The current study has several limitations. First, the sample size was relatively small. Second, the participants showed relatively mild symptoms. Therefore, there is a possibility that our results do not reflect the characteristics of all patients with schizophrenia. Third, medications may have had an influence on our findings. Fourth, sex and age might have affected our results. However, we could not run the analysis of covariance (ANCOVA) model with sex and age as covariates because the independent variable and the covariate were not independent of each other, which meant a violation of the ANCOVA assumptions. Thus, future studies need further considerations of the relationship among sex, age, neurocognition, and JTC bias. Fourth, SCSQ which was measured social cognition in this study was self-report measure but not performance-based measure. Hence, future study needs further consideration of the relationship between confidence and social function which was measured by performance-based measure. Furthermore, we have not tested mental health status of control subjects.
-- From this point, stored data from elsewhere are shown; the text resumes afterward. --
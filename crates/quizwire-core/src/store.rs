//! Store abstraction for quiz documents and score records.
//!
//! The document store is an external collaborator: this layer reads quiz
//! documents, overwrites the reveal flag, and lists score records, nothing
//! more. The trait keeps backends pluggable; `MemoryStore` backs the server
//! process and the test suites.

use async_trait::async_trait;
use serde::{Deserialize, Serialize};
use std::collections::HashMap;
use thiserror::Error;
use tokio::sync::RwLock;

/// Store errors. Backend failures are logged and swallowed at the
/// connection-actor boundary; they never tear down a connection.
#[derive(Debug, Error)]
pub enum StoreError {
    /// Backend failure.
    #[error("Store backend error: {0}")]
    Backend(String),
}

/// Review lifecycle state of a quiz document.
#[derive(Debug, Clone, Copy, PartialEq, Eq, Serialize, Deserialize)]
#[serde(rename_all = "lowercase")]
pub enum QuizStatus {
    Pending,
    Approved,
    Rejected,
}

/// A quiz document as stored externally.
///
/// Only `id`, `name`, and `reveal` are touched by the session layer;
/// `duration_secs` and `status` ride along so documents round-trip whole.
#[derive(Debug, Clone, Serialize, Deserialize)]
pub struct QuizDoc {
    /// Store-assigned identifier.
    pub id: String,
    /// Human-chosen name, globally unique.
    pub name: String,
    /// Quiz duration in seconds.
    pub duration_secs: u64,
    /// Review status.
    pub status: QuizStatus,
    /// Reveal flag: whether results are shown to viewers.
    #[serde(default)]
    pub reveal: bool,
}

/// A participant's persisted result for one quiz.
#[derive(Debug, Clone, Serialize, Deserialize)]
pub struct ScoreRecord {
    /// Quiz the score belongs to.
    pub quiz_id: String,
    /// Participant identifier.
    pub user_id: String,
    /// Numeric result.
    pub score: i64,
}

/// The store operations the session layer consumes.
#[async_trait]
pub trait QuizStore: Send + Sync {
    /// Look up a quiz document by its unique name.
    async fn find_quiz_by_name(&self, name: &str) -> Result<Option<QuizDoc>, StoreError>;

    /// Overwrite the reveal flag on the quiz named `name`.
    ///
    /// Returns `false` when no document matched. Last write wins; there is
    /// no optimistic concurrency on the flag.
    async fn set_reveal(&self, name: &str, value: bool) -> Result<bool, StoreError>;

    /// List all score records for a quiz, in the backend's natural order.
    async fn list_scores(&self, quiz_id: &str) -> Result<Vec<ScoreRecord>, StoreError>;
}

/// Seed documents loaded into a [`MemoryStore`] at startup.
#[derive(Debug, Default, Deserialize)]
pub struct StoreSeed {
    /// Quiz documents.
    #[serde(default)]
    pub quizzes: Vec<QuizDoc>,
    /// Score records.
    #[serde(default)]
    pub scores: Vec<ScoreRecord>,
}

/// In-memory store for development and tests.
#[derive(Debug, Default)]
pub struct MemoryStore {
    /// Quiz documents keyed by name.
    quizzes: RwLock<HashMap<String, QuizDoc>>,
    /// Score records in insertion order.
    scores: RwLock<Vec<ScoreRecord>>,
}

impl MemoryStore {
    /// Create an empty store.
    #[must_use]
    pub fn new() -> Self {
        Self::default()
    }

    /// Create a store pre-populated from seed documents.
    #[must_use]
    pub fn from_seed(seed: StoreSeed) -> Self {
        let quizzes = seed
            .quizzes
            .into_iter()
            .map(|q| (q.name.clone(), q))
            .collect();
        Self {
            quizzes: RwLock::new(quizzes),
            scores: RwLock::new(seed.scores),
        }
    }

    /// Insert or replace a quiz document.
    pub async fn insert_quiz(&self, quiz: QuizDoc) {
        self.quizzes.write().await.insert(quiz.name.clone(), quiz);
    }

    /// Append a score record.
    pub async fn insert_score(&self, score: ScoreRecord) {
        self.scores.write().await.push(score);
    }
}

#[async_trait]
impl QuizStore for MemoryStore {
    async fn find_quiz_by_name(&self, name: &str) -> Result<Option<QuizDoc>, StoreError> {
        Ok(self.quizzes.read().await.get(name).cloned())
    }

    async fn set_reveal(&self, name: &str, value: bool) -> Result<bool, StoreError> {
        let mut quizzes = self.quizzes.write().await;
        match quizzes.get_mut(name) {
            Some(quiz) => {
                quiz.reveal = value;
                Ok(true)
            }
            None => Ok(false),
        }
    }

    async fn list_scores(&self, quiz_id: &str) -> Result<Vec<ScoreRecord>, StoreError> {
        Ok(self
            .scores
            .read()
            .await
            .iter()
            .filter(|s| s.quiz_id == quiz_id)
            .cloned()
            .collect())
    }
}

#[cfg(test)]
mod tests {
    use super::*;

    fn math_quiz() -> QuizDoc {
        QuizDoc {
            id: "q-1".to_string(),
            name: "Math101".to_string(),
            duration_secs: 300,
            status: QuizStatus::Approved,
            reveal: false,
        }
    }

    #[tokio::test]
    async fn test_find_quiz_by_name() {
        let store = MemoryStore::new();
        store.insert_quiz(math_quiz()).await;

        let found = store.find_quiz_by_name("Math101").await.unwrap();
        assert_eq!(found.unwrap().id, "q-1");

        assert!(store.find_quiz_by_name("NoSuchQuiz").await.unwrap().is_none());
    }

    #[tokio::test]
    async fn test_set_reveal() {
        let store = MemoryStore::new();
        store.insert_quiz(math_quiz()).await;

        assert!(store.set_reveal("Math101", true).await.unwrap());
        let quiz = store.find_quiz_by_name("Math101").await.unwrap().unwrap();
        assert!(quiz.reveal);

        // Missing quiz: a no-op, not an error
        assert!(!store.set_reveal("NoSuchQuiz", true).await.unwrap());
    }

    #[tokio::test]
    async fn test_list_scores_filters_by_quiz() {
        let store = MemoryStore::new();
        store
            .insert_score(ScoreRecord {
                quiz_id: "q-1".into(),
                user_id: "u1".into(),
                score: 10,
            })
            .await;
        store
            .insert_score(ScoreRecord {
                quiz_id: "q-2".into(),
                user_id: "u2".into(),
                score: 20,
            })
            .await;

        let scores = store.list_scores("q-1").await.unwrap();
        assert_eq!(scores.len(), 1);
        assert_eq!(scores[0].user_id, "u1");

        assert!(store.list_scores("q-3").await.unwrap().is_empty());
    }

    #[tokio::test]
    async fn test_from_seed() {
        let seed = StoreSeed {
            quizzes: vec![math_quiz()],
            scores: vec![ScoreRecord {
                quiz_id: "q-1".into(),
                user_id: "u1".into(),
                score: 10,
            }],
        };

        let store = MemoryStore::from_seed(seed);
        assert!(store.find_quiz_by_name("Math101").await.unwrap().is_some());
        assert_eq!(store.list_scores("q-1").await.unwrap().len(), 1);
    }
}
However, we carefully asked them whether they had mental illness and history of psychiatric disease or not. Our control subjects did not have mental illness and history of psychiatric disease. Future study needs more detail assessment of mental status of healthy control.

Conclusion

In conclusion, our findings indicated a significant correlation of JTC bias with neurocognition and of decision confidence with social cognition; social cognition may be independent of neurocognition (Van Hooren et al., 2008). The present study provided further evidence that neurocognition and social cognition are two separate areas of vulnerability in psychosis. Thus, taking into consideration both JTC bias and decision confidence will be beneficial for addressing the underlying cognitive vulnerability in patients with schizophrenia.

Conflict of interest

The authors declare no conflict of interest.